Les choix de pneus de Pirelli pour le Grand Prix de Belgique
Le Grand Prix de Belgique nous attend, et le caoutchouc qui frappe l'emblématique Spa-Francorchamps tarmac est au centre de la 10ème ronde. Pirelli a verrouillé les composés C2, C3 et C4 pour servir d'options difficiles, moyennes et douces pour le week-end. Il s'agit d'une configuration classique pour l'un des circuits les plus exigeants du calendrier, et l'allocation est précise : chaque pilote dispose de deux ensembles de durs à parois blanches, de trois ensembles de médiums à parois jaunes et de huit ensembles de durs à parois rouges.

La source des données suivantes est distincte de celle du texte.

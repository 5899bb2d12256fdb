pub mod state_file;

pub use state_file::StateFile;
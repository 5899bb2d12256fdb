use std::cmp::Ordering;
use serde_json::Value;
use crate::price_infra::normalizer::normalize_row;
use crate::types::row::{PriceRow, RawRow};

/// Ordinal rank of a confidence label. Unknown or missing labels rank 0.
pub fn confidence_rank(label: Option<&str>) -> u8 {
    match label.map(|l| l.trim().to_ascii_lowercase()).as_deref() {
        Some("high") => 3,
        Some("medium") => 2,
        Some("low") => 1,
        _ => 0,
    }
}

struct Candidate<'a> {
    row: &'a PriceRow,
    chaos: f64,
    confidence_rank: u8,
    count_norm: i64,
}

/// Selects the single best row among `rows`.
///
/// Rows without a finite `chaos_value` are dropped. Survivors are ordered by
/// confidence (desc), listing count (desc), distance to the median chaos
/// value (asc), position of their source in `priority` (unlisted last), and
/// source name. Remaining ties fall back to the other row fields so the
/// result never depends on input order.
pub fn arbitrate(rows: &[PriceRow], priority: &[String]) -> Option<PriceRow> {
    let candidates: Vec<Candidate<'_>> = rows
        .iter()
        .filter_map(|row| {
            let chaos = row.chaos_value.filter(|v| v.is_finite())?;
            Some(Candidate {
                row,
                chaos,
                confidence_rank: confidence_rank(row.confidence.as_deref()),
                count_norm: row.listing_count.unwrap_or(0),
            })
        })
        .collect();

    if candidates.is_empty() {
        return None;
    }

    let chaos_values: Vec<f64> = candidates.iter().map(|c| c.chaos).collect();
    let median = calculate_median(&chaos_values);

    let winner = candidates
        .iter()
        .min_by(|a, b| compare_candidates(a, b, median, priority))?;

    Some(winner.row.clone())
}

/// Normalizes raw rows first, then arbitrates.
pub fn arbitrate_raw(rows: &[RawRow], priority: &[String]) -> Option<PriceRow> {
    let normalized: Vec<PriceRow> = rows.iter().map(normalize_row).collect();
    arbitrate(&normalized, priority)
}

fn compare_candidates(
    a: &Candidate<'_>,
    b: &Candidate<'_>,
    median: f64,
    priority: &[String],
) -> Ordering {
    b.confidence_rank
        .cmp(&a.confidence_rank)
        .then_with(|| b.count_norm.cmp(&a.count_norm))
        .then_with(|| (a.chaos - median).abs().total_cmp(&(b.chaos - median).abs()))
        .then_with(|| priority_index(&a.row.source, priority).cmp(&priority_index(&b.row.source, priority)))
        .then_with(|| a.row.source.cmp(&b.row.source))
        .then_with(|| a.chaos.total_cmp(&b.chaos))
        .then_with(|| a.row.item_name.cmp(&b.row.item_name))
        .then_with(|| a.row.variant.cmp(&b.row.variant))
        .then_with(|| {
            let a_divine = a.row.divine_value.unwrap_or(f64::INFINITY);
            let b_divine = b.row.divine_value.unwrap_or(f64::INFINITY);
            a_divine.total_cmp(&b_divine)
        })
        .then_with(|| a.row.confidence.cmp(&b.row.confidence))
        .then_with(|| a.row.listing_count.cmp(&b.row.listing_count))
        .then_with(|| value_key(&a.row.links).cmp(&value_key(&b.row.links)))
        .then_with(|| value_key(&a.row.explanation).cmp(&value_key(&b.row.explanation)))
        .then_with(|| a.row.is_arbitrated.cmp(&b.row.is_arbitrated))
}

fn value_key(value: &Option<Value>) -> String {
    value.as_ref().map(Value::to_string).unwrap_or_default()
}

fn priority_index(source: &str, priority: &[String]) -> usize {
    priority
        .iter()
        .position(|p| p == source)
        .unwrap_or(priority.len())
}

pub fn calculate_median(values: &[f64]) -> f64 {
    if values.is_empty() {
        return 0.0;
    }
    let mut sorted = values.to_vec();
    sorted.sort_by(|a, b| a.total_cmp(b));

    let mid = sorted.len() / 2;
    if sorted.len() % 2 == 0 {
        (sorted[mid - 1] + sorted[mid]) / 2.0
    } else {
        sorted[mid]
    }
}
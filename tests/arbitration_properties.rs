//! Property tests for the arbitrator: the winner never depends on the order
//! rows arrive in.

use price_arbiter::price_infra::arbitrator::arbitrate_raw;
use price_arbiter::{arbitrate, normalize_row, PriceRow, RawRow};
use proptest::prelude::*;
use serde_json::{json, Value};

const SOURCES: [&str; 4] = ["ninja", "trade", "wiki", "undercut"];
const CONFIDENCE: [&str; 6] = ["high", "Medium", "low", "none", "unknown", ""];

fn arb_row() -> impl Strategy<Value = PriceRow> {
    (
        0usize..SOURCES.len(),
        prop::option::of(0.0f64..500.0),
        prop::option::of(0i64..50),
        0usize..CONFIDENCE.len(),
        0usize..3,
    )
        .prop_map(|(source, chaos, count, confidence, variant)| {
            let mut row = PriceRow::new(SOURCES[source], "Mageblood");
            // coarse values so ties are common
            row.chaos_value = chaos.map(|c| (c / 25.0).round() * 25.0);
            row.listing_count = count.map(|c| c / 10);
            row.confidence = Some(CONFIDENCE[confidence].to_string());
            row.variant = format!("v{}", variant);
            row
        })
}

fn arb_raw_value() -> impl Strategy<Value = Value> {
    prop_oneof![
        Just(Value::Null),
        any::<bool>().prop_map(Value::Bool),
        any::<i64>().prop_map(Value::from),
        any::<f64>().prop_map(|f| serde_json::Number::from_f64(f).map(Value::Number).unwrap_or(Value::Null)),
        ".{0,12}".prop_map(Value::String),
        Just(json!([1, "two", null])),
        Just(json!({"nested": {"deep": 1}})),
    ]
}

fn arb_raw_row() -> impl Strategy<Value = RawRow> {
    prop::collection::vec(
        (
            prop::sample::select(vec![
                "source", "item_name", "variant", "links", "chaos_value",
                "divine_value", "listing_count", "confidence", "explanation", "other",
            ]),
            arb_raw_value(),
        ),
        0..10,
    )
    .prop_map(|pairs| {
        let mut row = RawRow::new();
        for (key, value) in pairs {
            row.insert(key, value);
        }
        row
    })
}

proptest! {
    #[test]
    fn arbitration_winner_is_order_independent(
        (rows, shuffled) in prop::collection::vec(arb_row(), 0..12)
            .prop_flat_map(|rows| (Just(rows.clone()), Just(rows).prop_shuffle())),
    ) {
        let priority: Vec<String> = vec!["trade".into(), "ninja".into()];
        let expected = arbitrate(&rows, &priority);

        prop_assert_eq!(arbitrate(&shuffled, &priority), expected.clone());

        let mut reversed = rows.clone();
        reversed.reverse();
        prop_assert_eq!(arbitrate(&reversed, &priority), expected);
    }

    #[test]
    fn arbitration_winner_is_one_of_the_priced_inputs(
        rows in prop::collection::vec(arb_row(), 0..12),
    ) {
        match arbitrate(&rows, &[]) {
            Some(winner) => {
                prop_assert!(winner.chaos_value.is_some());
                prop_assert!(rows.contains(&winner));
            }
            None => prop_assert!(rows.iter().all(|r| r.chaos_value.is_none())),
        }
    }

    #[test]
    fn normalization_is_total_and_idempotent(raw in arb_raw_row()) {
        let once = normalize_row(&raw);
        let twice = normalize_row(&RawRow::from(&once));

        prop_assert_eq!(&once, &twice);
        prop_assert!(once.chaos_value.map_or(true, f64::is_finite));
        prop_assert_eq!(once.confidence.is_some(), raw.contains_key("confidence"));
    }

    #[test]
    fn raw_arbitration_never_panics(rows in prop::collection::vec(arb_raw_row(), 0..8)) {
        let _ = arbitrate_raw(&rows, &[]);
    }
}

Ceux qui la font passer jusqu'au Q3 auront un ensemble supplémentaire de softs disponibles pour leur dernière poussée. Cependant, la règle reste stricte : à condition que la piste reste sèche, chaque pilote doit courir au moins deux composés différents pendant la course. Si le ciel s'ouvre, comme ils le font si souvent dans la forêt imprévisible des Ardennes, les intermédiaires verts et les humides bleus sont prêts à être boulonnés.
Pirelli a mis en lumière la nature délicate du choix des pneus ici, notant que les nuages chargés de pluie peuvent s'attarder, laissant la piste dans un état où certaines sections restent humides tandis que d'autres sèchent complètement. Alors que l'asphalte a été refait il y a quelques années et offre historiquement des niveaux d'adhérence plus bas, on espère que les dernières 24 Heures de Spa auront laissé assez de caoutchouc sur la surface pour fournir un peu plus de morsure cette fois-ci.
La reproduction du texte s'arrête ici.